WORK ORDER | Within the entries below, find each line containing the word "async" and copy it.

◇ ◇ ◇ ◇ ◇

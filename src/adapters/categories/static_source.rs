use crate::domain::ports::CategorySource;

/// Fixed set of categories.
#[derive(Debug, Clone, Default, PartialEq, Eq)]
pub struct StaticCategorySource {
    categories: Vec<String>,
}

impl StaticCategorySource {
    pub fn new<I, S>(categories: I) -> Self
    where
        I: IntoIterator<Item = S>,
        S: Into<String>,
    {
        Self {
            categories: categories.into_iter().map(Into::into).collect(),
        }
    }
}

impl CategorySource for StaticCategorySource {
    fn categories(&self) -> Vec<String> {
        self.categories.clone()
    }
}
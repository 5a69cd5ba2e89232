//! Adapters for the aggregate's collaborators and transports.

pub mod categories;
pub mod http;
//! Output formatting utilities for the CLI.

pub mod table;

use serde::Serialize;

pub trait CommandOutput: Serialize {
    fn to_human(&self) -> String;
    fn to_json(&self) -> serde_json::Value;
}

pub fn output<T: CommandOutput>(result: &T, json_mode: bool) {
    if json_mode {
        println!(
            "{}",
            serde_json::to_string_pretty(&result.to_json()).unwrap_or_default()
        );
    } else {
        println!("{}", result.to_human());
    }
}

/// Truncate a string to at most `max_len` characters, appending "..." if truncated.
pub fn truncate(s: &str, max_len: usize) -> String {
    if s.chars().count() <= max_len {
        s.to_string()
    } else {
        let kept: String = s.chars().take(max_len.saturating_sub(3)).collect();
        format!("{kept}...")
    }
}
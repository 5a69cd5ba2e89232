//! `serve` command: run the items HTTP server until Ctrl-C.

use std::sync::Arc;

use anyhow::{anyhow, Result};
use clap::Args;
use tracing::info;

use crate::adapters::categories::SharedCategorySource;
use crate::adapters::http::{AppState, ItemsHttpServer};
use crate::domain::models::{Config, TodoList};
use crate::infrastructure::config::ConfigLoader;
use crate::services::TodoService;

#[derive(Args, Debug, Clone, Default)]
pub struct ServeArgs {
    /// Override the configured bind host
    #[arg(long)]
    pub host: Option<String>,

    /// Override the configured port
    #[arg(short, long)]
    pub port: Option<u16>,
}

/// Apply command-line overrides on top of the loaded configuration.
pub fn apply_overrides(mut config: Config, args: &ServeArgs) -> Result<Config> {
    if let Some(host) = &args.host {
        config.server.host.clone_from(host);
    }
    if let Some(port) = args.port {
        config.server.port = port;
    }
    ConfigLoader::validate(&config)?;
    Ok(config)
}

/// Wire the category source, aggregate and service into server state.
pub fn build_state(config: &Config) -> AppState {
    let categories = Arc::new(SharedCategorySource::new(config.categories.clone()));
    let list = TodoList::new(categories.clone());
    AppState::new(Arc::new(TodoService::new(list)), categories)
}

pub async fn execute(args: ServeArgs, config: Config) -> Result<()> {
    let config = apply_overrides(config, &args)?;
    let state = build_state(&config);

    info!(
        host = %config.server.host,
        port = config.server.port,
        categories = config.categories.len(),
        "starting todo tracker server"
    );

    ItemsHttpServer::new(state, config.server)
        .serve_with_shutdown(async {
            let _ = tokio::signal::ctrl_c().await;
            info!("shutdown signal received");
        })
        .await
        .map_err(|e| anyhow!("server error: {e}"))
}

◇ ◇ ◇ ◇ ◇

RESULT |
pub async fn execute(args: ServeArgs, config: Config) -> Result<()> {
        .serve_with_shutdown(async {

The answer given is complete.